Marketing has become a circus of titles without substance, and it’s high time someone called out this bullshit. The latest trend—creating new roles like Chief Growth Officer or Growth Marketer—is being paraded as a revolutionary shift. But here’s the ugly truth: without real organizational change, these fancy titles are just window dressing. MarketingWeek’s recent piece highlights how companies are slapping new job descriptions on the same old departments, expecting magic to happen. Spoiler alert: it won’t.
The problem is that these roles often exist in a vacuum, with no real power or budget to back them up. They’re designed to signal innovation to investors or clients, but inside, the same siloed teams and outdated processes keep churning out mediocre campaigns. Growth isn’t a department you can create by decree; it’s a cross-functional muscle that requires aligning product, sales, data, and marketing—not just hiring a “growth guru” who’s essentially a glorified project manager.

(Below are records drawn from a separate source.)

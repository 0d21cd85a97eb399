use crate::core::models::direction::Direction;
use crate::core::scoring::BondScore;
use serde::{Deserialize, Serialize};
use std::collections::{BinaryHeap, HashSet};

/// A complete fold and its bond score.
///
/// Solutions order by score first (better sorts first), then by order so that
/// sorting is deterministic.
#[derive(Debug, Clone, PartialEq, Eq, PartialOrd, Ord, Hash, Serialize, Deserialize)]
pub struct Solution {
    pub score: BondScore,
    pub order: Vec<Direction>,
}

impl Solution {
    pub fn new(score: BondScore, order: Vec<Direction>) -> Self {
        Self { score, order }
    }
}

const MAX_PREALLOCATED: usize = 1024;

/// Keeps the `capacity` best distinct folds seen so far.
///
/// Backed by a max-heap, so the worst kept solution is always at the top and
/// can be evicted in `O(log k)`.
#[derive(Debug, Clone)]
pub struct ScoreTracker {
    capacity: usize,
    heap: BinaryHeap<Solution>,
    seen: HashSet<Vec<Direction>>,
}

impl ScoreTracker {
    pub fn new(capacity: usize) -> Self {
        Self {
            capacity: capacity.max(1),
            heap: BinaryHeap::with_capacity(capacity.min(MAX_PREALLOCATED) + 1),
            seen: HashSet::new(),
        }
    }

    /// Offers a fold. Returns true if it was kept.
    pub fn offer(&mut self, score: BondScore, order: &[Direction]) -> bool {
        if self.seen.contains(order) {
            return false;
        }
        if self.heap.len() >= self.capacity {
            match self.heap.peek() {
                Some(worst) if score < worst.score => {}
                _ => return false,
            }
            if let Some(evicted) = self.heap.pop() {
                self.seen.remove(&evicted.order);
            }
        }
        self.seen.insert(order.to_vec());
        self.heap.push(Solution::new(score, order.to_vec()));
        true
    }

    pub fn len(&self) -> usize {
        self.heap.len()
    }

    pub fn is_empty(&self) -> bool {
        self.heap.is_empty()
    }

    pub fn worst_score(&self) -> Option<BondScore> {
        self.heap.peek().map(|s| s.score)
    }

    pub fn best(&self) -> Option<&Solution> {
        self.heap.iter().min()
    }

    /// Kept solutions, best first.
    pub fn sorted(&self) -> Vec<Solution> {
        let mut solutions: Vec<Solution> = self.heap.iter().cloned().collect();
        solutions.sort();
        solutions
    }

    pub fn into_sorted_vec(self) -> Vec<Solution> {
        self.heap.into_sorted_vec()
    }
}
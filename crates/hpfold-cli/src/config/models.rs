use hpfold::core::models::sequence::Sequence;
use hpfold::engine::config::FoldConfig;
use std::path::PathBuf;

pub struct AppConfig {
    pub sequence: Sequence,
    pub output_path: Option<PathBuf>,
    pub core_config: FoldConfig,
}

Let’s call out the lazy agencies and consultants who push this narrative. They sell “growth” as a standalone service, packaged neatly with jargon and KPIs, while ignoring that the real blockers are structural. Google’s self-serving mantra that growth is all about “leveraging new tools” misses the point entirely. Without cultural and operational shifts, no amount of AI-driven dashboards or fancy funnels can fix a fundamentally broken setup.
If you’re serious about growth, stop chasing the next shiny title or plugin. Invest in breaking down silos, redefining ownership across teams, and empowering people to make decisions with data and accountability. Otherwise, you’re just playing dress-up with job descriptions and hoping no one notices the emperor has no clothes. The industry needs to stop treating growth like a buzzword and start treating it like a hard-earned outcome.
Here’s the uncomfortable truth: if your “growth team” can’t point to concrete wins tied to organizational change—real shifts in how your company builds, markets, and sells—then you’re wasting money and talent. The next time you hear about a new growth role, ask who really owns growth in your company and what’s actually changing beneath the surface.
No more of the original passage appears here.